Discov Med. 2023 Dec;35(179): 1167-1176
BACKGROUND: Doxorubicin (DOX) is a commonly used chemotherapeutic agent, but bladder cancer (BC) patients often develop resistance that limits therapeutic efficacy. Recent research has demonstrated a link between medication resistance and the expression of eukaryotic translation initiation factor 5A2 (EIF5A2) in tumors. This study aimed to investigate whether EIF5A2 affects the resistance of BC cells to doxorubicin through the transforming growth factor (TGF)-β signaling pathway.
METHODS: Doxorubicin-resistant cells in BC (T24/DOX and 5637/DOX) were constructed, then cell viability was detected by cell counting kit-8 (CCK-8); EIF5A2 mRNA expression was detected using quantitative real-time PCR (qRT-PCR); cell proliferation was detected using clone formation; apoptosis was detected by flow cytometry; and finally, proteins related to the TGF-β signaling pathway (EIF5A2, TGF-β1, p-small mothers against decapentaplegic 2 (Smad2)/Smad2, p-Smad3/Smad3) were detected using western blot.
RESULTS: EIF5A2 was up-regulated in DOX-resistant BC cells, and DOX intervention promoted proliferation and inhibited apoptosis in DOX-resistant BC cells. si-EIF5A2 reversed the above effects.

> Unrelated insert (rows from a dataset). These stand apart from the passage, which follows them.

use clap::Parser;
use clap_complete::Shell;

/// Arguments for completions command
#[derive(Parser, Debug)]
#[command(after_help = "EXAMPLES:\n  \
                  Generate bash completions:\n    mpstubs completions bash > ~/.bash_completion.d/mpstubs\n\n\
                  Generate zsh completions:\n    mpstubs completions zsh > ~/.zfunc/_mpstubs\n\n\
                  Generate fish completions:\n    mpstubs completions fish > ~/.config/fish/completions/mpstubs.fish")]
pub struct CompletionsArgs {
    /// Shell to generate completions for
    #[arg(value_enum, ignore_case = true)]
    pub shell: Shell,
}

EIF5A2 resulted in DOX resistance by activating the TGF-β pathway, and the TGF-β activator SRI-011381 reversed the inhibitory effect of si-EIF5A2 on DOX resistance.
CONCLUSIONS: EIF5A2 promotes DOX resistance in BC cells through the TGF-β signaling pathway, and EIF5A2 may be a potential counter-resistance therapeutic strategy in BC chemotherapy.
Keywords: EIF5A2; TGF-β; bladder cancer; doxorubicin